◆ EXERCISE INSTRUCTIONS
From the entries that follow, gather each line holding the word "document".

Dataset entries
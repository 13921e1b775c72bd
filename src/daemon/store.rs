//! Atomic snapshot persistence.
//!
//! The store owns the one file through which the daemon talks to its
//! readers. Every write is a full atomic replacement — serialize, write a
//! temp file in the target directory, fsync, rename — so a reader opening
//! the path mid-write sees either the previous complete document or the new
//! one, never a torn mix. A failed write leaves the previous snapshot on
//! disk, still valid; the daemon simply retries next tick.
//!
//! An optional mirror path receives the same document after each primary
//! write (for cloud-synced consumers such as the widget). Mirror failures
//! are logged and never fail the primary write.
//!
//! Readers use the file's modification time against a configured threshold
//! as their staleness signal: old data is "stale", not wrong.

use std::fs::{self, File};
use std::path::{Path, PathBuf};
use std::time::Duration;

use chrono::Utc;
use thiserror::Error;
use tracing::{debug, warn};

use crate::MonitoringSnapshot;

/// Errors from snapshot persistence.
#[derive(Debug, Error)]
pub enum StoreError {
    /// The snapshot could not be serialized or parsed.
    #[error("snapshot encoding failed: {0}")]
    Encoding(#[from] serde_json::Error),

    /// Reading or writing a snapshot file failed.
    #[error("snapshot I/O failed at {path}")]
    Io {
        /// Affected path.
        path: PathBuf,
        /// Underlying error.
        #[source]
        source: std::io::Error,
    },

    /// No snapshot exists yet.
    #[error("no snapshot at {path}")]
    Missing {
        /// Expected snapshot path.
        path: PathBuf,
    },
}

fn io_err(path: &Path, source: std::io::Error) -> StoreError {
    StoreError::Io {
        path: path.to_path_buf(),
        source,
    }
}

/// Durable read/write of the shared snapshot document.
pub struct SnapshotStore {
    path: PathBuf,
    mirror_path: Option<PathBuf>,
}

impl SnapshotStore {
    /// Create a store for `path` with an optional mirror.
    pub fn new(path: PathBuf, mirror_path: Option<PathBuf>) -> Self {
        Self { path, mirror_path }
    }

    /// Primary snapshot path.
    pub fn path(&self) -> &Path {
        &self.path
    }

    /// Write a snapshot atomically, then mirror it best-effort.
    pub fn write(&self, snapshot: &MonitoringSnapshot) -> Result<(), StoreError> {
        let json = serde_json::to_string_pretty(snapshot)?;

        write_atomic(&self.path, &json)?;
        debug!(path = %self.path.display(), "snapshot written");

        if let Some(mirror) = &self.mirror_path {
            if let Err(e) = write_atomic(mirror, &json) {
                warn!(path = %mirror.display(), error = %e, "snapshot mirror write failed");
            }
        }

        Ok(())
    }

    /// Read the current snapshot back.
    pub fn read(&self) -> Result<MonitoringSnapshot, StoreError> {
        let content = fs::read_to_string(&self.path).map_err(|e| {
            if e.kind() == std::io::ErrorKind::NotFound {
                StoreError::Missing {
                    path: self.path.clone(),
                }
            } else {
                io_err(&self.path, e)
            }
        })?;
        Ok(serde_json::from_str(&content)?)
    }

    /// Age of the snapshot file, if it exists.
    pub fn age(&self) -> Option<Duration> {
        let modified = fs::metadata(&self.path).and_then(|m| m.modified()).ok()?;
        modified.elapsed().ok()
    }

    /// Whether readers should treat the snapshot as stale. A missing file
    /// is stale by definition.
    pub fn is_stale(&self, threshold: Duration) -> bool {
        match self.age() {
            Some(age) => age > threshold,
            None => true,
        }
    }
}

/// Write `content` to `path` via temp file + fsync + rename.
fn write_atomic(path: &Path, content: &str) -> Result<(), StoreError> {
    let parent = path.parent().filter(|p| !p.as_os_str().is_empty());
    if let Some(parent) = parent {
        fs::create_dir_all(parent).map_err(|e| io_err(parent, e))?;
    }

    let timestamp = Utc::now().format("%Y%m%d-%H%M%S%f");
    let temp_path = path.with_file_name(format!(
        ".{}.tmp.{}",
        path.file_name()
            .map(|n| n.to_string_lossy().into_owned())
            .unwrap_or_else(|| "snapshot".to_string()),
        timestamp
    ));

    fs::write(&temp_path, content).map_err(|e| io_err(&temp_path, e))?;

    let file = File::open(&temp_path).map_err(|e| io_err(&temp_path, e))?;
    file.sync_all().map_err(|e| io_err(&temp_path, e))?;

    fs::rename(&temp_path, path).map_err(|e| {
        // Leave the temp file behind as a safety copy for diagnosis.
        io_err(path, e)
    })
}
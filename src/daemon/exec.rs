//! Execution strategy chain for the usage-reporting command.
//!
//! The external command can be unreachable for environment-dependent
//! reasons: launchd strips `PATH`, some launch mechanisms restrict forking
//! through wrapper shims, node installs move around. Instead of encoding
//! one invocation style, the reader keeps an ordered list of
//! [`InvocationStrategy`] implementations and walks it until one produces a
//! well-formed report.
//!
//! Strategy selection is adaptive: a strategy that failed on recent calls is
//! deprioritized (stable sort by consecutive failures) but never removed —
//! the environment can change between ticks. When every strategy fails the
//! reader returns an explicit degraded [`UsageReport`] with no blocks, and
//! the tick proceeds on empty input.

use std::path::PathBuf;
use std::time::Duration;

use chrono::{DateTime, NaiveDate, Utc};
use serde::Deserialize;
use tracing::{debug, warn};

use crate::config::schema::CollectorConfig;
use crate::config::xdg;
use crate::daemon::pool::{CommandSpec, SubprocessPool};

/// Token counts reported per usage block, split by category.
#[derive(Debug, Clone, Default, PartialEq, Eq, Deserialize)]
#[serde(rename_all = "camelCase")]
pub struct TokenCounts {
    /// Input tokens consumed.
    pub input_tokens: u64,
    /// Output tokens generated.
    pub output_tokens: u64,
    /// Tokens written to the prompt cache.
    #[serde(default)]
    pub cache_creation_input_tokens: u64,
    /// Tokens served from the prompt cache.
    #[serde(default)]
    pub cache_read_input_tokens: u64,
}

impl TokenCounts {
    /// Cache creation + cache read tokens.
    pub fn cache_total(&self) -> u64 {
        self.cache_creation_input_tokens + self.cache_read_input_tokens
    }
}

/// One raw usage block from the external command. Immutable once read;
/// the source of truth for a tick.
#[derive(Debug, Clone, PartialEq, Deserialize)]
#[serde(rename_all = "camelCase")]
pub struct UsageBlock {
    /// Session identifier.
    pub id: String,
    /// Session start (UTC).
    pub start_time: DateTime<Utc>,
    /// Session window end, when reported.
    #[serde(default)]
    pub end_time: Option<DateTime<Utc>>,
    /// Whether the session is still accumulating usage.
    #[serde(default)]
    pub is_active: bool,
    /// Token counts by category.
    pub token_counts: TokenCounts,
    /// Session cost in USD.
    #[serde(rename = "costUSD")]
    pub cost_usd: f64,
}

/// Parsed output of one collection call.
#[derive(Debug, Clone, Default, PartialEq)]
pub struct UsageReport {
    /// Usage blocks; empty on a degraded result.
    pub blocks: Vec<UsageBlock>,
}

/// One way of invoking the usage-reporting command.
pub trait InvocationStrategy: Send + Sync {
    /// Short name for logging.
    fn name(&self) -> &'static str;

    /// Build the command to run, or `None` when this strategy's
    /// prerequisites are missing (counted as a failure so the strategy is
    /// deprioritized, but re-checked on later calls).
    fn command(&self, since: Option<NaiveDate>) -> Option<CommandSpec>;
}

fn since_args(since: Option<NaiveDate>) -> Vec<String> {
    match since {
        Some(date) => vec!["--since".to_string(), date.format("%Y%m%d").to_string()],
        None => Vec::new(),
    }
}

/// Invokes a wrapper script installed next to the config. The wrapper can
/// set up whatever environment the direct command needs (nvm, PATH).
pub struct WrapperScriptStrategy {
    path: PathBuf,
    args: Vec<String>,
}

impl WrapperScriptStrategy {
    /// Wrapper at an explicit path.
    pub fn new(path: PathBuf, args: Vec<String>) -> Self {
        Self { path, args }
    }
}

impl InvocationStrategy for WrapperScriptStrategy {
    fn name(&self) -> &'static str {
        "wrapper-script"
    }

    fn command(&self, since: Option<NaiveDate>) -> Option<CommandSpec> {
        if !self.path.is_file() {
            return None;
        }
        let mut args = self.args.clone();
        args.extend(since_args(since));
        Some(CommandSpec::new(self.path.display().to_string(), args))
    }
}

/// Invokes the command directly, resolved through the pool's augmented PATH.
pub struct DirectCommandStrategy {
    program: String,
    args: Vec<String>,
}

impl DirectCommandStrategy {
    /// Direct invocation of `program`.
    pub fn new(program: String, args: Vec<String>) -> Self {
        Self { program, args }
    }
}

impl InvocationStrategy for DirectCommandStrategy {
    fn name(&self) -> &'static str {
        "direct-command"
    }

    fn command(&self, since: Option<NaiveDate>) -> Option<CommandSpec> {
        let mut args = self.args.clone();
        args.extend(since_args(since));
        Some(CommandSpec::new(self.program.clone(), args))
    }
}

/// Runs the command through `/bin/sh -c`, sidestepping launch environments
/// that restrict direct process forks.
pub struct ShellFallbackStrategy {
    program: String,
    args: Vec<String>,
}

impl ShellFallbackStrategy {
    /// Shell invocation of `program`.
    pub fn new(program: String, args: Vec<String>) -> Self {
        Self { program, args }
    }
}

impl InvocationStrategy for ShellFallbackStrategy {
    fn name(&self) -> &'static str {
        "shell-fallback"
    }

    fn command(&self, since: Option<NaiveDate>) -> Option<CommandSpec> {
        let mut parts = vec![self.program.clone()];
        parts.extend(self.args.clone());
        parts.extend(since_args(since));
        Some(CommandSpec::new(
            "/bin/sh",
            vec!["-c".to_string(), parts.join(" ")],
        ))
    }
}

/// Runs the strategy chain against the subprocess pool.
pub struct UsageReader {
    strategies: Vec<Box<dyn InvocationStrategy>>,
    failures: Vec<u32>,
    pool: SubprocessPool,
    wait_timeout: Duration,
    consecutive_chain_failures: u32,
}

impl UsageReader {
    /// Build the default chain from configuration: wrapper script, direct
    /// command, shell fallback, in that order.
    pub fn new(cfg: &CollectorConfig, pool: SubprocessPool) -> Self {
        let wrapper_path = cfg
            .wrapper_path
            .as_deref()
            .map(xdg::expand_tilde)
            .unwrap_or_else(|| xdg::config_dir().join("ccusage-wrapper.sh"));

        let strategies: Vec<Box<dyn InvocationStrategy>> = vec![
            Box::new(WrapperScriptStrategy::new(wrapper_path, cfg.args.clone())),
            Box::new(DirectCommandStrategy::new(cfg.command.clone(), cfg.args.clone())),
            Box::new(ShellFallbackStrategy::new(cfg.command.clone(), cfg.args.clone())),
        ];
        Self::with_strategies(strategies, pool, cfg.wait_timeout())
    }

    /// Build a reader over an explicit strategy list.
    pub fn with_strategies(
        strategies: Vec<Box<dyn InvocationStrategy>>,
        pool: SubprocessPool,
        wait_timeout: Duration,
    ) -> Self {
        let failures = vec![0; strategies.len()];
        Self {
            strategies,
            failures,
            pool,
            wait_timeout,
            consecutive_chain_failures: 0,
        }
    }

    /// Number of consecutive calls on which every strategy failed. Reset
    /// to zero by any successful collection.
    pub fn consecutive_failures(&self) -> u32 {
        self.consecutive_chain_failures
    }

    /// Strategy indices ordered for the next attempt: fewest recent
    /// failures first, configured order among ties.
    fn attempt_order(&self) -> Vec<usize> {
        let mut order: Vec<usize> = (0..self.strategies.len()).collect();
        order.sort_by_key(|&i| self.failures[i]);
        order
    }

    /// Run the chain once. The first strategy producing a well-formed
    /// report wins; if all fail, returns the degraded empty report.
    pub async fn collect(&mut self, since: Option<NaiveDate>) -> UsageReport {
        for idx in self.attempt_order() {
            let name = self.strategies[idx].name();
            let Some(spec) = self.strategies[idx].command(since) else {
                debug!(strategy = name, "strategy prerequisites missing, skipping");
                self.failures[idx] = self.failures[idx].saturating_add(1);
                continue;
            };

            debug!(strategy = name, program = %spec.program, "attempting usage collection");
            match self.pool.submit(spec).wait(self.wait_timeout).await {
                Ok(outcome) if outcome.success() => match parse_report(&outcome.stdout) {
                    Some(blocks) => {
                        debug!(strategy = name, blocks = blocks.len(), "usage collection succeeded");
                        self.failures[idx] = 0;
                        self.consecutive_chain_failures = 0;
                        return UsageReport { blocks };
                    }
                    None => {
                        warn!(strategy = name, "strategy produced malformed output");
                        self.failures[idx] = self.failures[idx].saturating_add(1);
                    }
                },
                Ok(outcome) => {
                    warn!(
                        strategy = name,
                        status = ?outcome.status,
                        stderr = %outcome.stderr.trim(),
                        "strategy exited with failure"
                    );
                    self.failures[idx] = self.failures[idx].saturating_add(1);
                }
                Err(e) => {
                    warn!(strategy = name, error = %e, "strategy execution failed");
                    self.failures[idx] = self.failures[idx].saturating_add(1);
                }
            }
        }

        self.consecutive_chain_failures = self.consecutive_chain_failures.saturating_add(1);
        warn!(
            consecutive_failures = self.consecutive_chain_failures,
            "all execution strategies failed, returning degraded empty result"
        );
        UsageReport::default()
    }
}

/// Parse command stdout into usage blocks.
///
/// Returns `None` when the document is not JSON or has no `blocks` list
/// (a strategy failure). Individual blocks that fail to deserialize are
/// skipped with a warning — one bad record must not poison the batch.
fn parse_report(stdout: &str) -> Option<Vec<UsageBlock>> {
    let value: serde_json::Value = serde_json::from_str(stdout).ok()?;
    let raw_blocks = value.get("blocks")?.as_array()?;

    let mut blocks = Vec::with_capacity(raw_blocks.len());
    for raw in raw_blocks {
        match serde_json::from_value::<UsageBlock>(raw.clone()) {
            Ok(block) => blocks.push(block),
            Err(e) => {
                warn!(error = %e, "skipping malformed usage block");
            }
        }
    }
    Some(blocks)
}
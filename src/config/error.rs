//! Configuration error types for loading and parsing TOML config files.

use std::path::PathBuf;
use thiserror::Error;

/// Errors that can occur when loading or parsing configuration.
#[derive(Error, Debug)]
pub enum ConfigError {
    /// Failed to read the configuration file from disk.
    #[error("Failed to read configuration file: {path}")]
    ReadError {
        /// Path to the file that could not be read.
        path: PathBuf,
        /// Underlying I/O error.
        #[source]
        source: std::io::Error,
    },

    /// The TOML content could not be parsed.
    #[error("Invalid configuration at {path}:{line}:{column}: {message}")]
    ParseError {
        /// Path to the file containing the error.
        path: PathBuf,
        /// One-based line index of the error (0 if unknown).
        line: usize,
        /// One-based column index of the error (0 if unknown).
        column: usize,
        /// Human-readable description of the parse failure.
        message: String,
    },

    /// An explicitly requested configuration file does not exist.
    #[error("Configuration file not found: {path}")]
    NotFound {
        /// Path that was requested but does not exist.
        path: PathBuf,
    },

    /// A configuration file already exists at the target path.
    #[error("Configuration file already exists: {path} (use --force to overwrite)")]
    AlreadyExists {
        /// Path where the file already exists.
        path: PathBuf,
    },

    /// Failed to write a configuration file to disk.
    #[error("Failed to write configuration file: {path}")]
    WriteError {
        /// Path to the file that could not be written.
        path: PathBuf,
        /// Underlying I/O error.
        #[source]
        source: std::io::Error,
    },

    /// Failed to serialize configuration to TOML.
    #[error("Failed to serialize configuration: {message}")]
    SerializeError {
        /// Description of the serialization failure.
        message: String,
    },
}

◆ SOLVED PROBLEM
//! the path mid-write sees either the previous complete document or the new
//! An optional mirror path receives the same document after each primary
/// Durable read/write of the shared snapshot document.
/// Returns `None` when the document is not JSON or has no `blocks` list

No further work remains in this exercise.